I decided to give myself time to learn and adapt to my new environment. I realized that I need to have grace towards myself.  Four years into this wonderful new journey and I am in love with my decision to “bet on myself.” I am still one of the most “talkative” people in my team and I don’t think that is ever going to change. It may be my cultural background that comes into play here more than my personality, or a combination of both. I have also found other sources where I can maintain a “social professional life,” such as the ServiceNow Slack channel or the ServiceNow Community.

What are some things that you are proudest of in your current role?

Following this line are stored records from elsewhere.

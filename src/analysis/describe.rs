use std::collections::HashMap;

use crate::data::model::{Dataset, Value};

/// Standard statistics for one numeric column. Undefined values are NaN.
#[derive(Debug, Clone, PartialEq)]
pub struct ColumnSummary {
    pub name: String,
    pub count: usize,
    pub mean: f64,
    pub std: f64,
    pub min: f64,
    pub q25: f64,
    pub median: f64,
    pub q75: f64,
    pub max: f64,
}

impl ColumnSummary {
    pub const LABELS: [&'static str; 8] = ["count", "mean", "std", "min", "25%", "50%", "75%", "max"];

    /// Values in `LABELS` order.
    pub fn values(&self) -> [f64; 8] {
        [
            self.count as f64,
            self.mean,
            self.std,
            self.min,
            self.q25,
            self.median,
            self.q75,
            self.max,
        ]
    }
}

/// One row of the class distribution table.
#[derive(Debug, Clone, PartialEq)]
pub struct ClassCount {
    pub class: String,
    pub count: usize,
    /// Share of labelled rows, rounded to 2 decimals.
    pub percent: f64,
}

pub fn mean(values: &[f64]) -> f64 {
    if values.is_empty() {
        return f64::NAN;
    }
    values.iter().sum::<f64>() / values.len() as f64
}

/// Sample standard deviation (n − 1 denominator).
pub fn sample_std(values: &[f64]) -> f64 {
    if values.len() < 2 {
        return f64::NAN;
    }
    let m = mean(values);
    let ss: f64 = values.iter().map(|v| (v - m).powi(2)).sum();
    (ss / (values.len() - 1) as f64).sqrt()
}

/// Linear-interpolated quantile of already sorted values.
pub fn quantile_sorted(sorted: &[f64], q: f64) -> f64 {
    match sorted.len() {
        0 => f64::NAN,
        1 => sorted[0],
        n => {
            let pos = q.clamp(0.0, 1.0) * (n - 1) as f64;
            let lo = pos.floor() as usize;
            let hi = pos.ceil() as usize;
            sorted[lo] + (sorted[hi] - sorted[lo]) * (pos - lo as f64)
        }
    }
}

pub fn sorted(values: &[f64]) -> Vec<f64> {
    let mut v = values.to_vec();
    v.sort_by(f64::total_cmp);
    v
}

/// Summaries for every numeric column, in table order.
pub fn describe(dataset: &Dataset) -> Vec<ColumnSummary> {
    dataset
        .numeric_columns()
        .map(|c| {
            let values = sorted(&c.present_numeric());
            ColumnSummary {
                name: c.name.clone(),
                count: values.len(),
                mean: mean(&values),
                std: sample_std(&values),
                min: values.first().copied().unwrap_or(f64::NAN),
                q25: quantile_sorted(&values, 0.25),
                median: quantile_sorted(&values, 0.5),
                q75: quantile_sorted(&values, 0.75),
                max: values.last().copied().unwrap_or(f64::NAN),
            }
        })
        .collect()
}

/// Count each distinct non-missing value of `column`, most frequent first,
/// ties in order of first appearance. `None` when the column is absent.
pub fn class_distribution(dataset: &Dataset, column: &str) -> Option<Vec<ClassCount>> {
    let col = dataset.column(column)?;

    let mut index: HashMap<&Value, usize> = HashMap::new();
    let mut counts: Vec<(&Value, usize)> = Vec::new();
    for v in col.values.iter().filter(|v| !v.is_null()) {
        match index.get(v) {
            Some(&i) => counts[i].1 += 1,
            None => {
                index.insert(v, counts.len());
                counts.push((v, 1));
            }
        }
    }
    counts.sort_by(|a, b| b.1.cmp(&a.1));

    let labelled: usize = counts.iter().map(|(_, n)| n).sum();
    Some(
        counts
            .into_iter()
            .map(|(v, count)| ClassCount {
                class: v.to_string(),
                count,
                percent: (count as f64 / labelled as f64 * 10_000.0).round() / 100.0,
            })
            .collect(),
    )
}

#[cfg(test)]
mod tests {
    use proptest::prelude::*;

    use super::*;
    use crate::analysis::{CLASS_SCALE, QUALITY_COLUMN};
    use crate::data::model::{Column, DType};

    fn close(a: f64, b: f64) -> bool {
        (a - b).abs() < 1e-9
    }

    #[test]
    fn describes_numeric_columns_only() {
        let ds = Dataset::from_columns(vec![
            Column::from_raw("x", &[Some("1"), Some("2"), Some("3"), Some("4"), None]),
            Column::from_raw("label", &[Some("a"), Some("b"), Some("c"), Some("d"), Some("e")]),
        ])
        .unwrap();

        let summary = describe(&ds);
        assert_eq!(summary.len(), 1);
        let s = &summary[0];
        assert_eq!(s.count, 4);
        assert!(close(s.mean, 2.5));
        assert!(close(s.std, 1.2909944487358056));
        assert_eq!(s.min, 1.0);
        assert!(close(s.q25, 1.75));
        assert!(close(s.median, 2.5));
        assert!(close(s.q75, 3.25));
        assert_eq!(s.max, 4.0);
    }

    #[test]
    fn single_value_has_undefined_std() {
        let ds = Dataset::from_columns(vec![Column::from_raw("x", &[Some("7")])]).unwrap();
        let s = &describe(&ds)[0];
        assert!(s.std.is_nan());
        assert_eq!(s.median, 7.0);
    }

    #[test]
    fn uniform_classes_are_a_quarter_each() {
        let labels: Vec<Option<&str>> = (0..100).map(|i| Some(CLASS_SCALE[i % 4].0)).collect();
        let ds = Dataset::from_columns(vec![Column::from_raw(QUALITY_COLUMN, &labels)]).unwrap();

        let dist = class_distribution(&ds, QUALITY_COLUMN).unwrap();
        assert_eq!(dist.len(), 4);
        for row in &dist {
            assert_eq!(row.count, 25);
            assert_eq!(row.percent, 25.0);
        }
        assert_eq!(dist[0].class, "bon");
    }

    #[test]
    fn distribution_sorts_by_count_and_skips_missing() {
        let ds = Dataset::from_columns(vec![Column::from_raw(
            QUALITY_COLUMN,
            &[Some("moyen"), Some("bon"), Some("bon"), None, Some("mauvais")],
        )])
        .unwrap();
        let dist = class_distribution(&ds, QUALITY_COLUMN).unwrap();
        let classes: Vec<&str> = dist.iter().map(|c| c.class.as_str()).collect();
        assert_eq!(classes, ["bon", "moyen", "mauvais"]);
        assert_eq!(dist[0].percent, 50.0);
        assert!(class_distribution(&ds, "absent").is_none());
    }

    proptest! {
        #[test]
        fn class_percentages_sum_to_100(picks in prop::collection::vec(0usize..5, 1..200)) {
            let labels: Vec<Option<&str>> = picks
                .iter()
                .map(|&i| CLASS_SCALE.get(i).map(|(name, _)| *name))
                .collect();
            let ds = Dataset::from_columns(vec![Column::new(
                QUALITY_COLUMN,
                DType::Text,
                labels.iter().map(|l| l.map_or(Value::Null, |s| Value::Text(s.into()))).collect(),
            )])
            .unwrap();

            let dist = class_distribution(&ds, QUALITY_COLUMN).unwrap();
            if !dist.is_empty() {
                let total: f64 = dist.iter().map(|c| c.percent).sum();
                prop_assert!((total - 100.0).abs() <= 0.05, "total {}", total);
            }
        }
    }
}
#[cfg(test)]
mod tests {
    use super::*;
    use crate::analysis::CLASS_SCALE;
    use crate::data::model::Column;

    fn pollution(with_quality: bool) -> Dataset {
        let n = 100;
        let pm10: Vec<String> = (0..n).map(|i| format!("{}", 10 + (i % 4) * 10)).collect();
        let no2: Vec<String> = (0..n).map(|i| format!("{}.5", 40 - (i % 7))).collect();
        let co: Vec<String> = (0..n)
            .map(|i| if i % 10 == 0 { "n/a".into() } else { format!("{}µg", i % 3) })
            .collect();
        let quality: Vec<&str> = (0..n).map(|i| CLASS_SCALE[i % 4].0).collect();

        fn raw(v: &[String]) -> Vec<Option<&str>> {
            v.iter().map(|s| Some(s.as_str())).collect()
        }
        let mut cols = vec![
            Column::from_raw("PM10", &raw(&pm10)),
            Column::from_raw("NO2", &raw(&no2)),
            Column::from_raw("CO", &raw(&co)),
        ];
        if with_quality {
            let labels: Vec<Option<&str>> = quality.iter().map(|s| Some(*s)).collect();
            cols.push(Column::from_raw(QUALITY_COLUMN, &labels));
        }
        Dataset::from_columns(cols).unwrap()
    }

    #[test]
    fn overview_previews_ten_rows() {
        let ds = pollution(true);
        let ViewPayload::Overview(p) = dispatch(&ds, View::Overview, PlotKind::default()) else {
            panic!("wrong payload");
        };
        assert_eq!(p.head.len(), PREVIEW_ROWS);
        assert_eq!((p.n_rows, p.n_cols), (100, 4));
        assert_eq!(p.dtypes[0], ("PM10".to_string(), DType::Integer));
        assert_eq!(p.dtypes[2].1, DType::Text);
    }

    #[test]
    fn missing_view_reports_and_flags() {
        let ds = pollution(true);
        let ViewPayload::MissingValues(p) = dispatch(&ds, View::MissingValues, PlotKind::default())
        else {
            panic!("wrong payload");
        };
        assert_eq!(p.report.rows[0].column, "CO");
        assert_eq!(p.report.rows[0].missing, 10);
        assert_eq!(p.matrix.len(), 100);
        assert!(p.matrix[0][2]);
    }

    #[test]
    fn descriptive_without_quality_warns_and_skips_classes() {
        let ds = pollution(false);
        let ViewPayload::DescriptiveStats(p) =
            dispatch(&ds, View::DescriptiveStats, PlotKind::default())
        else {
            panic!("wrong payload");
        };
        assert_eq!(p.summary.len(), 2);
        assert!(p.classes.is_none());
        assert_eq!(p.warning.unwrap().column, QUALITY_COLUMN);
    }

    #[test]
    fn descriptive_with_uniform_quality() {
        let ds = pollution(true);
        let ViewPayload::DescriptiveStats(p) =
            dispatch(&ds, View::DescriptiveStats, PlotKind::default())
        else {
            panic!("wrong payload");
        };
        let classes = p.classes.unwrap();
        assert_eq!(classes.len(), 4);
        assert!(classes.iter().all(|c| c.count == 25 && c.percent == 25.0));
        assert!(p.warning.is_none());
    }

    #[test]
    fn histograms_cover_numeric_columns() {
        let ds = pollution(true);
        let ViewPayload::Visualizations(p) = dispatch(&ds, View::Visualizations, PlotKind::Histograms)
        else {
            panic!("wrong payload");
        };
        let Some(Figure::Histograms(h)) = p.figure else {
            panic!("no histograms");
        };
        assert_eq!(h.len(), 2);
        assert!(h.iter().all(|(_, hist)| hist.counts.len() == HISTOGRAM_BINS));
    }

    #[test]
    fn scatter_matrix_has_density_diagonal() {
        let ds = pollution(true);
        let ViewPayload::Visualizations(p) =
            dispatch(&ds, View::Visualizations, PlotKind::ScatterMatrix)
        else {
            panic!("wrong payload");
        };
        let Some(Figure::ScatterMatrix(m)) = p.figure else {
            panic!("no matrix");
        };
        assert_eq!(m.names, ["PM10", "NO2"]);
        assert!(matches!(m.cells[0][0], MatrixCell::Density(_)));
        let MatrixCell::Scatter(series) = &m.cells[0][1] else {
            panic!("expected scatter");
        };
        assert_eq!(series[0].points.len(), 100);
    }

    #[test]
    fn pairplot_groups_by_class_or_warns() {
        let ds = pollution(true);
        let ViewPayload::Visualizations(p) = dispatch(&ds, View::Visualizations, PlotKind::Pairplot)
        else {
            panic!("wrong payload");
        };
        let Some(Figure::Pairplot(m)) = p.figure else {
            panic!("no pairplot");
        };
        assert_eq!(m.groups, ["bon", "moyen", "mauvais", "dangereuse"]);
        let MatrixCell::Scatter(series) = &m.cells[1][0] else {
            panic!("expected scatter");
        };
        assert_eq!(series.len(), 4);
        assert_eq!(series.iter().map(|s| s.points.len()).sum::<usize>(), 100);

        let without = pollution(false);
        let ViewPayload::Visualizations(p) =
            dispatch(&without, View::Visualizations, PlotKind::Pairplot)
        else {
            panic!("wrong payload");
        };
        assert!(p.figure.is_none());
        assert!(p.warning.is_some());
    }

    #[test]
    fn correlations_include_class_num_and_leave_dataset_untouched() {
        let ds = pollution(true);
        let before = ds.clone();
        let ViewPayload::Correlations(p) = dispatch(&ds, View::Correlations, PlotKind::default())
        else {
            panic!("wrong payload");
        };
        let matrix = p.matrix.unwrap();
        assert_eq!(matrix.names, ["PM10", "NO2", "CO", CLASS_NUM_COLUMN]);
        assert_eq!(p.coerced_columns, 1);

        // PM10 and the class rank both cycle with i % 4.
        assert_eq!(p.against_class[0].0, "PM10");
        assert!((p.against_class[0].1 - 1.0).abs() < 1e-9);
        assert_eq!(p.against_class.len(), 3);
        assert_eq!(ds, before);
    }

    #[test]
    fn correlations_without_quality_warn() {
        let ds = pollution(false);
        let ViewPayload::Correlations(p) = dispatch(&ds, View::Correlations, PlotKind::default())
        else {
            panic!("wrong payload");
        };
        assert!(p.matrix.is_none());
        assert!(p.against_class.is_empty());
        assert!(p.warning.is_some());
    }
}
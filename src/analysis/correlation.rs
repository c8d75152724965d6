use crate::data::model::{Column, DType, Dataset, Value};

/// Square, symmetric matrix of Pearson coefficients between the numeric
/// columns of a dataset. Undefined entries are NaN.
#[derive(Debug, Clone, PartialEq)]
pub struct CorrelationMatrix {
    pub names: Vec<String>,
    pub values: Vec<Vec<f64>>,
}

impl CorrelationMatrix {
    pub fn len(&self) -> usize {
        self.names.len()
    }

    pub fn is_empty(&self) -> bool {
        self.names.is_empty()
    }

    pub fn get(&self, row: usize, col: usize) -> f64 {
        self.values[row][col]
    }

    pub fn index_of(&self, name: &str) -> Option<usize> {
        self.names.iter().position(|n| n == name)
    }

    /// Correlations of `name` with every other column, strongest positive
    /// first, NaN last.
    pub fn against(&self, name: &str) -> Vec<(String, f64)> {
        let Some(idx) = self.index_of(name) else {
            return Vec::new();
        };
        let mut out: Vec<(String, f64)> = self
            .names
            .iter()
            .enumerate()
            .filter(|(i, _)| *i != idx)
            .map(|(i, n)| (n.clone(), self.values[idx][i]))
            .collect();
        out.sort_by(|a, b| match (a.1.is_nan(), b.1.is_nan()) {
            (false, false) => b.1.total_cmp(&a.1),
            (nan_a, nan_b) => nan_a.cmp(&nan_b),
        });
        out
    }
}

/// Pearson correlation over the rows where both sides are present.
/// NaN with fewer than two complete pairs or when either side is constant.
pub fn pearson(xs: &[Option<f64>], ys: &[Option<f64>]) -> f64 {
    let pairs: Vec<(f64, f64)> = xs
        .iter()
        .zip(ys)
        .filter_map(|(x, y)| Some(((*x)?, (*y)?)))
        .collect();
    if pairs.len() < 2 {
        return f64::NAN;
    }

    let n = pairs.len() as f64;
    let mean_x = pairs.iter().map(|p| p.0).sum::<f64>() / n;
    let mean_y = pairs.iter().map(|p| p.1).sum::<f64>() / n;

    let (mut sxy, mut sxx, mut syy) = (0.0, 0.0, 0.0);
    for (x, y) in &pairs {
        let (dx, dy) = (x - mean_x, y - mean_y);
        sxy += dx * dy;
        sxx += dx * dx;
        syy += dy * dy;
    }
    if sxx == 0.0 || syy == 0.0 {
        return f64::NAN;
    }
    (sxy / (sxx * syy).sqrt()).clamp(-1.0, 1.0)
}

/// Column cells as correlation input. Booleans count as 0/1; text columns
/// are skipped.
fn correlation_input(column: &Column) -> Option<Vec<Option<f64>>> {
    match column.dtype {
        DType::Integer | DType::Float => Some(column.numeric()),
        DType::Boolean => Some(
            column
                .values
                .iter()
                .map(|v| match v {
                    Value::Bool(b) => Some(if *b { 1.0 } else { 0.0 }),
                    _ => None,
                })
                .collect(),
        ),
        DType::Text => None,
    }
}

/// Pairwise-complete Pearson matrix over every numeric or boolean column.
pub fn correlation_matrix(dataset: &Dataset) -> CorrelationMatrix {
    let columns: Vec<(String, Vec<Option<f64>>)> = dataset
        .columns
        .iter()
        .filter_map(|c| Some((c.name.clone(), correlation_input(c)?)))
        .collect();
    let k = columns.len();

    let mut values = vec![vec![f64::NAN; k]; k];
    for i in 0..k {
        for j in i..k {
            let r = pearson(&columns[i].1, &columns[j].1);
            // Self-correlation is exactly one whenever it is defined.
            let r = if i == j && !r.is_nan() { 1.0 } else { r };
            values[i][j] = r;
            values[j][i] = r;
        }
    }

    CorrelationMatrix {
        names: columns.into_iter().map(|(n, _)| n).collect(),
        values,
    }
}

#[cfg(test)]
mod tests {
    use proptest::prelude::*;

    use super::*;

    fn float_column(name: &str, cells: &[Option<f64>]) -> Column {
        Column::new(
            name,
            DType::Float,
            cells.iter().map(|c| c.map_or(Value::Null, Value::Float)).collect(),
        )
    }

    #[test]
    fn perfect_and_inverse_correlation() {
        let x = [Some(1.0), Some(2.0), Some(3.0), Some(4.0)];
        let y = [Some(2.0), Some(4.0), Some(6.0), Some(8.0)];
        let z = [Some(4.0), Some(3.0), Some(2.0), Some(1.0)];
        assert!((pearson(&x, &y) - 1.0).abs() < 1e-12);
        assert!((pearson(&x, &z) + 1.0).abs() < 1e-12);
    }

    #[test]
    fn ignores_incomplete_pairs() {
        let x = [Some(1.0), None, Some(3.0), Some(4.0)];
        let y = [Some(1.0), Some(100.0), Some(3.0), Some(4.0)];
        assert!((pearson(&x, &y) - 1.0).abs() < 1e-12);
    }

    #[test]
    fn undefined_cases_are_nan() {
        assert!(pearson(&[Some(1.0)], &[Some(2.0)]).is_nan());
        assert!(pearson(&[Some(1.0), Some(1.0)], &[Some(2.0), Some(3.0)]).is_nan());
    }

    #[test]
    fn matrix_skips_text_and_sorts_target_column() {
        let ds = Dataset::from_columns(vec![
            float_column("a", &[Some(1.0), Some(2.0), Some(3.0)]),
            Column::from_raw("label", &[Some("x"), Some("y"), Some("z")]),
            float_column("b", &[Some(3.0), Some(2.0), Some(1.0)]),
            float_column("flat", &[Some(5.0), Some(5.0), Some(5.0)]),
            float_column("target", &[Some(1.0), Some(2.0), Some(3.5)]),
        ])
        .unwrap();

        let m = correlation_matrix(&ds);
        assert_eq!(m.names, ["a", "b", "flat", "target"]);
        assert!(m.get(2, 2).is_nan());

        let against = m.against("target");
        let order: Vec<&str> = against.iter().map(|(n, _)| n.as_str()).collect();
        assert_eq!(order, ["a", "b", "flat"]);
        assert!(against[2].1.is_nan());
        assert!(m.against("missing").is_empty());
    }

    #[test]
    fn boolean_columns_correlate_as_zero_one() {
        let ds = Dataset::from_columns(vec![
            float_column("a", &[Some(1.0), Some(2.0), Some(3.0), Some(4.0)]),
            Column::from_raw("industrial", &[Some("false"), Some("false"), Some("true"), Some("true")]),
        ])
        .unwrap();
        assert_eq!(ds.columns[1].dtype, DType::Boolean);

        let m = correlation_matrix(&ds);
        assert_eq!(m.names, ["a", "industrial"]);
        assert!(m.get(0, 1) > 0.8);
        assert_eq!(m.get(1, 1), 1.0);
    }

    proptest! {
        #[test]
        fn matrix_is_symmetric_with_unit_diagonal(
            rows in prop::collection::vec(
                prop::collection::vec(prop::option::of(-1e3f64..1e3), 3),
                2..40,
            )
        ) {
            let cols = (0..3)
                .map(|j| {
                    let cells: Vec<Option<f64>> = rows.iter().map(|r| r[j]).collect();
                    float_column(&format!("c{j}"), &cells)
                })
                .collect();
            let ds = Dataset::from_columns(cols).unwrap();
            let m = correlation_matrix(&ds);

            for i in 0..m.len() {
                for j in 0..m.len() {
                    let (a, b) = (m.get(i, j), m.get(j, i));
                    prop_assert!(a == b || (a.is_nan() && b.is_nan()));
                    if !a.is_nan() {
                        prop_assert!((-1.0..=1.0).contains(&a));
                    }
                }
                let present: Vec<f64> = ds.columns[i].present_numeric();
                let varies = present.iter().any(|v| *v != present[0]);
                if present.len() >= 2 && varies {
                    prop_assert_eq!(m.get(i, i), 1.0);
                }
            }
        }
    }
}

Professionally, the ability to help departments serve the students in a more efficient way. I am able to bring my previous expertise and insight as an academic advisor to continue to advocate for students.  I am now serving in a capacity where I can develop and automate processes to benefit the student community.

I am most personally proud that I didn’t give up on myself. I gave myself time to adapt and learn. I gave myself permission to fail over and over, each time focusing on the positives from the situation.

In your professional background, your previous jobs emphasized soft skills. It appears that the switch in careers also brought a switch in skills. Can you tell us more about that?

Yes; my biggest crucible is my constant path into learning to code and understanding others’ code, or other technologies and how they interact with the platform. I believe I am quite proficient in translating and understanding the needs of my clients, and in turn, creating the solutions they need. But learning the “hard skills” has not been easy. I compare it to learning the English language and I remind myself that I did not learn English in one or two years.  It took many years.  Learning to code will also take time. I must give myself grace and pat myself on the back when I learn something new.

How could your perspective encourage other women in your situation to apply to developer positions?

I believe that keeping an open mind and being willing to learn is imperative in any situation, and this is the same whichever way you identify. Entering a field that is male dominant can be intimidating at times. However, it is important to realize that each one of us has an impact in our organization. We can be the catalyst for change.

If there are other women with a background similar to mine who are given a similar opportunity, I hope that they are willing to bet on themselves and go for it. Go into it with a willingness to learn, to adapt, and to grow. And be courageous enough to participate by voicing ideas and opinions.  

Is there more room for growth? Where do you want to go from here?

The beauty of ServiceNow is that it is constantly changing and improving.  With these improvements comes the opportunity for growth. As to where I see myself in the future, my personality is one that allows me the freedom to try new things. I love the excitement of having new things to learn, new processes to build, and new individuals with whom to collaborate.

At some point, I would love to return to a place where I can advocate for students in a different capacity; perhaps in the Student Affairs realm.  Until then, though, I am extremely happy to be at a place where I can learn, where my voice is heard, and where I feel valued.